> [Exercise goal]:
Locate the word "write" in the material, then show every line that holds it.

■ ■ ■

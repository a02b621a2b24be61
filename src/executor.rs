//! Runs a single [`DownloadTask`] to an [`Outcome`].
//!
//! Nothing in here returns an error to the caller: every failure is folded into
//! `Outcome::Failed` so the batch keeps going.

use std::fs;
use std::path::{Path, PathBuf};
use std::thread;
use std::time::Duration;

use tracing::{debug, info, warn};

use crate::backend::{Backends, Transcript};
use crate::error::{FetchError, TaskFailure};
use crate::layout::Layout;
use crate::ledger::CompletionLedger;
use crate::model::{
    DownloadReport, DownloadTask, LiveStatus, Outcome, SkipReason, SubtitleReport, SubtitleState,
};
use crate::subtitles::render_srt;

pub const DEFAULT_RETRY_BACKOFF: Duration = Duration::from_secs(2);

/// How often a transient media failure is retried within one batch.
#[derive(Debug, Clone, Copy, PartialEq, Eq)]
pub struct RetryPolicy {
    pub extra_attempts: u32,
    /// Delay before the first retry; doubled for each one after.
    pub backoff: Duration,
}

impl Default for RetryPolicy {
    fn default() -> Self {
        Self {
            extra_attempts: 0,
            backoff: DEFAULT_RETRY_BACKOFF,
        }
    }
}

impl RetryPolicy {
    pub fn new(extra_attempts: u32, backoff: Duration) -> Self {
        Self {
            extra_attempts,
            backoff,
        }
    }

    /// Delay before retry number `retry` (1-indexed).
    pub fn delay(&self, retry: u32) -> Duration {
        let factor = 1u32.checked_shl(retry.saturating_sub(1)).unwrap_or(u32::MAX);
        self.backoff.saturating_mul(factor)
    }
}

pub struct Executor<'a> {
    layout: &'a Layout,
    backends: &'a Backends,
    retry: RetryPolicy,
}

impl<'a> Executor<'a> {
    pub fn new(layout: &'a Layout, backends: &'a Backends, retry: RetryPolicy) -> Self {
        Self {
            layout,
            backends,
            retry,
        }
    }

    pub fn execute(&self, task: &DownloadTask, ledger: &mut CompletionLedger) -> Outcome {
        let stem = task.file_stem();
        info!(id = %task.item.remote_id, stem = %stem, folder = %task.folder, "processing item");

        let outcome = match self.run(task, &stem, ledger) {
            Ok(outcome) => outcome,
            Err(failure) => Outcome::Failed(failure),
        };
        match &outcome {
            Outcome::Skipped { reason } => {
                info!(id = %task.item.remote_id, ?reason, "skipped");
            }
            Outcome::Downloaded(report) => {
                info!(
                    id = %task.item.remote_id,
                    files = report.media.len(),
                    subtitles = report.subtitles.len(),
                    "downloaded"
                );
            }
            Outcome::Failed(failure) => {
                warn!(id = %task.item.remote_id, error = %failure, "failed");
            }
        }
        outcome
    }

    fn run(
        &self,
        task: &DownloadTask,
        stem: &str,
        ledger: &mut CompletionLedger,
    ) -> Result<Outcome, TaskFailure> {
        let folder = self
            .layout
            .ensure_folder(&task.folder)
            .map_err(|err| TaskFailure::filesystem("create directory", self.layout.folder(&task.folder), &err))?;

        if !task.policy.force_download && ledger.contains(&task.item.remote_id) {
            return Ok(Outcome::Skipped {
                reason: SkipReason::AlreadyCompleted,
            });
        }
        if task.item.live_status == LiveStatus::IsUpcoming {
            return Ok(Outcome::Skipped {
                reason: SkipReason::UpcomingPremiere,
            });
        }

        let mut report = DownloadReport {
            directory: folder.clone(),
            ..DownloadReport::default()
        };

        if !task.policy.skip_download {
            let prefix = Layout::media_prefix(&folder, stem);
            report.media = self.fetch_media(task, &prefix)?;
        }

        for language in &task.languages {
            let state = self.fetch_subtitle(task, &folder, stem, language)?;
            report.subtitles.push(SubtitleReport {
                language: language.clone(),
                state,
            });
        }

        self.layout
            .log_processed_url(&folder, &task.item.url)
            .map_err(|err| TaskFailure::filesystem("append url log", &folder, &err))?;
        ledger
            .record(&task.item.remote_id, &folder)
            .map_err(|err| TaskFailure::filesystem("record completion", ledger.path(), &err))?;

        Ok(Outcome::Downloaded(report))
    }

    fn fetch_media(&self, task: &DownloadTask, prefix: &Path) -> Result<Vec<PathBuf>, FetchError> {
        let mut retries = 0;
        loop {
            match self
                .backends
                .media
                .fetch(&task.item, task.max_resolution, prefix)
            {
                Ok(paths) => return Ok(paths),
                Err(err) if err.kind.is_transient() && retries < self.retry.extra_attempts => {
                    retries += 1;
                    let delay = self.retry.delay(retries);
                    warn!(
                        id = %task.item.remote_id,
                        error = %err,
                        retry = retries,
                        delay_ms = delay.as_millis() as u64,
                        "media fetch failed, retrying"
                    );
                    thread::sleep(delay);
                }
                Err(err) => return Err(err),
            }
        }
    }

    /// Transcript problems are soft; only local write failures fail the task.
    fn fetch_subtitle(
        &self,
        task: &DownloadTask,
        folder: &Path,
        stem: &str,
        language: &str,
    ) -> Result<SubtitleState, TaskFailure> {
        let cues = match self
            .backends
            .transcripts
            .fetch_transcript(&task.item, language)
        {
            Ok(Transcript::Cues(cues)) if !cues.is_empty() => cues,
            Ok(_) => {
                debug!(id = %task.item.remote_id, language, "no transcript");
                return Ok(SubtitleState::Unavailable);
            }
            Err(err) => {
                warn!(id = %task.item.remote_id, language, error = %err, "transcript fetch failed");
                return Ok(SubtitleState::Failed {
                    reason: err.to_string(),
                });
            }
        };

        let srt = Layout::subtitle_path(folder, stem, language);
        fs::write(&srt, render_srt(&cues))
            .map_err(|err| TaskFailure::filesystem("write subtitle", &srt, &err))?;

        let text = match self.backends.subtitles.to_plain_text(&srt) {
            Ok(text) => text,
            Err(err) => {
                warn!(path = %srt.display(), error = %err, "could not flatten subtitle");
                return Ok(SubtitleState::Failed {
                    reason: format!("{err:#}"),
                });
            }
        };
        let txt = Layout::text_path(folder, stem, language);
        fs::write(&txt, text).map_err(|err| TaskFailure::filesystem("write transcript", &txt, &err))?;

        Ok(SubtitleState::Written { srt, txt })
    }
}

#[cfg(test)]
mod tests {
    use super::*;
    use crate::backend::fake::{FakeRemote, item};
    use crate::error::FetchFailureKind;
    use crate::ledger::read_records;
    use crate::model::TaskPolicy;
    use crate::subtitles::Cue;
    use anyhow::Result;
    use tempfile::{TempDir, tempdir};

    struct Fixture {
        _dir: TempDir,
        layout: Layout,
        remote: FakeRemote,
        backends: Backends,
        ledger: CompletionLedger,
    }

    impl Fixture {
        fn new() -> Result<Self> {
            let dir = tempdir()?;
            let layout = Layout::new(dir.path().join("save"));
            layout.prepare()?;
            let remote = FakeRemote::new();
            let backends = remote.backends();
            let ledger = CompletionLedger::load(layout.ledger_path())?;
            Ok(Self {
                _dir: dir,
                layout,
                remote,
                backends,
                ledger,
            })
        }

        fn execute(&mut self, task: &DownloadTask, retry: RetryPolicy) -> Outcome {
            Executor::new(&self.layout, &self.backends, retry).execute(task, &mut self.ledger)
        }

        fn folder(&self) -> PathBuf {
            self.layout.folder("Course_Owner")
        }
    }

    fn task(id: &str, languages: &[&str], policy: TaskPolicy) -> DownloadTask {
        DownloadTask {
            item: item(id, "Lesson", 1),
            folder: "Course_Owner".into(),
            sequence: 2,
            source: "https://www.youtube.com/playlist?list=PL1".into(),
            languages: languages.iter().map(|l| l.to_string()).collect(),
            max_resolution: 720,
            policy,
        }
    }

    fn quick_retries(extra_attempts: u32) -> RetryPolicy {
        RetryPolicy::new(extra_attempts, Duration::ZERO)
    }

    #[test]
    fn retry_delay_doubles() {
        let policy = RetryPolicy::new(3, Duration::from_millis(500));
        assert_eq!(policy.delay(1), Duration::from_millis(500));
        assert_eq!(policy.delay(2), Duration::from_millis(1000));
        assert_eq!(policy.delay(3), Duration::from_millis(2000));
        assert_eq!(RetryPolicy::default().extra_attempts, 0);
    }

    #[test]
    fn downloads_media_subtitles_and_records() -> Result<()> {
        let mut fx = Fixture::new()?;
        fx.remote
            .add_transcript("a1", "en", vec![Cue::new(0, 1_000, "hi"), Cue::new(1_000, 2_000, "there")]);
        let outcome = fx.execute(&task("a1", &["en", "fa"], TaskPolicy::default()), quick_retries(0));

        let Outcome::Downloaded(report) = outcome else {
            anyhow::bail!("unexpected outcome {outcome:?}");
        };
        let folder = fx.folder();
        assert_eq!(report.directory, folder);
        assert_eq!(
            report.media,
            vec![folder.join("02_Lesson.mp4"), folder.join("02_Lesson.description")]
        );
        assert_eq!(
            report.subtitles[0].state,
            SubtitleState::Written {
                srt: folder.join("02_Lesson.en.srt"),
                txt: folder.join("02_Lesson.en.txt"),
            }
        );
        assert_eq!(report.unavailable_languages().collect::<Vec<_>>(), vec!["fa"]);
        assert_eq!(
            fs::read_to_string(folder.join("02_Lesson.en.txt"))?,
            "hi\n*******\nthere"
        );
        assert!(!folder.join("02_Lesson.fa.srt").exists());

        let url = "https://www.youtube.com/watch?v=a1\n";
        assert_eq!(fs::read_to_string(folder.join("_url.txt"))?, url);
        assert_eq!(fs::read_to_string(fx.layout.urls_log())?, url);
        assert!(fx.ledger.contains("a1"));
        assert_eq!(fx.remote.media_requests()[0].1, 720);
        Ok(())
    }

    #[test]
    fn completed_items_skip_without_network() -> Result<()> {
        let mut fx = Fixture::new()?;
        let folder = fx.folder();
        fx.ledger.record("a1", &folder)?;

        let outcome = fx.execute(&task("a1", &["en"], TaskPolicy::default()), quick_retries(0));
        assert_eq!(
            outcome,
            Outcome::Skipped {
                reason: SkipReason::AlreadyCompleted
            }
        );
        assert_eq!(fx.remote.network_calls(), 0);
        Ok(())
    }

    #[test]
    fn force_refetches_without_duplicate_ledger_lines() -> Result<()> {
        let mut fx = Fixture::new()?;
        let policy = TaskPolicy {
            force_download: true,
            ..TaskPolicy::default()
        };
        let first = fx.execute(&task("a1", &[], policy), quick_retries(0));
        let second = fx.execute(&task("a1", &[], policy), quick_retries(0));
        assert!(matches!(first, Outcome::Downloaded(_)));
        assert!(matches!(second, Outcome::Downloaded(_)));
        assert_eq!(fx.remote.media_calls(), 2);
        assert_eq!(read_records(fx.layout.ledger_path())?.len(), 1);
        Ok(())
    }

    #[test]
    fn skip_download_fetches_only_subtitles() -> Result<()> {
        let mut fx = Fixture::new()?;
        fx.remote.add_transcript("a1", "en", vec![Cue::new(0, 1, "x")]);
        let policy = TaskPolicy {
            skip_download: true,
            ..TaskPolicy::default()
        };
        let outcome = fx.execute(&task("a1", &["en"], policy), quick_retries(0));

        let Outcome::Downloaded(report) = outcome else {
            anyhow::bail!("unexpected outcome {outcome:?}");
        };
        assert!(report.media.is_empty());
        assert_eq!(fx.remote.media_calls(), 0);
        assert!(fx.folder().join("02_Lesson.en.srt").exists());
        assert!(fx.ledger.contains("a1"));
        Ok(())
    }

    #[test]
    fn media_failure_is_not_recorded() -> Result<()> {
        let mut fx = Fixture::new()?;
        fx.remote.fail_media("a1", FetchFailureKind::RegionLocked);
        let outcome = fx.execute(&task("a1", &["en"], TaskPolicy::default()), quick_retries(3));

        let Outcome::Failed(TaskFailure::MediaFetch { kind, .. }) = outcome else {
            anyhow::bail!("unexpected outcome {outcome:?}");
        };
        assert_eq!(kind, FetchFailureKind::RegionLocked);
        assert_eq!(fx.remote.media_calls(), 1);
        assert_eq!(fx.remote.transcript_calls(), 0);
        assert!(!fx.ledger.contains("a1"));
        assert!(fs::read_to_string(fx.layout.urls_log())?.is_empty());
        Ok(())
    }

    #[test]
    fn transient_failures_are_retried_up_to_the_limit() -> Result<()> {
        let mut fx = Fixture::new()?;
        fx.remote.fail_media_times("a1", FetchFailureKind::Network, 2);
        let outcome = fx.execute(&task("a1", &[], TaskPolicy::default()), quick_retries(1));
        assert!(matches!(outcome, Outcome::Failed(_)));
        assert_eq!(fx.remote.media_calls(), 2);

        fx.remote.fail_media_times("a1", FetchFailureKind::Network, 2);
        let outcome = fx.execute(&task("a1", &[], TaskPolicy::default()), quick_retries(2));
        assert!(matches!(outcome, Outcome::Downloaded(_)));
        assert_eq!(fx.remote.media_calls(), 5);
        Ok(())
    }

    #[test]
    fn upcoming_premiere_is_skipped_and_not_recorded() -> Result<()> {
        let mut fx = Fixture::new()?;
        let mut upcoming = task("p1", &["en"], TaskPolicy::default());
        upcoming.item.live_status = LiveStatus::IsUpcoming;

        let outcome = fx.execute(&upcoming, quick_retries(0));
        assert_eq!(
            outcome,
            Outcome::Skipped {
                reason: SkipReason::UpcomingPremiere
            }
        );
        assert!(!fx.ledger.contains("p1"));
        assert_eq!(fx.remote.network_calls(), 0);
        Ok(())
    }

    #[test]
    fn unwritable_folder_fails_the_item() -> Result<()> {
        let mut fx = Fixture::new()?;
        fs::write(fx.folder(), "not a directory")?;
        let outcome = fx.execute(&task("a1", &[], TaskPolicy::default()), quick_retries(0));
        assert!(matches!(
            outcome,
            Outcome::Failed(TaskFailure::Filesystem {
                operation: "create directory",
                ..
            })
        ));
        assert_eq!(fx.remote.media_calls(), 0);
        Ok(())
    }
}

■ ■ ■

> [Solution to this exercise]:
    /// Transcript problems are soft; only local write failures fail the task.
        fs::write(&srt, render_srt(&cues))
            .map_err(|err| TaskFailure::filesystem("write subtitle", &srt, &err))?;
        fs::write(&txt, text).map_err(|err| TaskFailure::filesystem("write transcript", &txt, &err))?;
        fs::write(fx.folder(), "not a directory")?;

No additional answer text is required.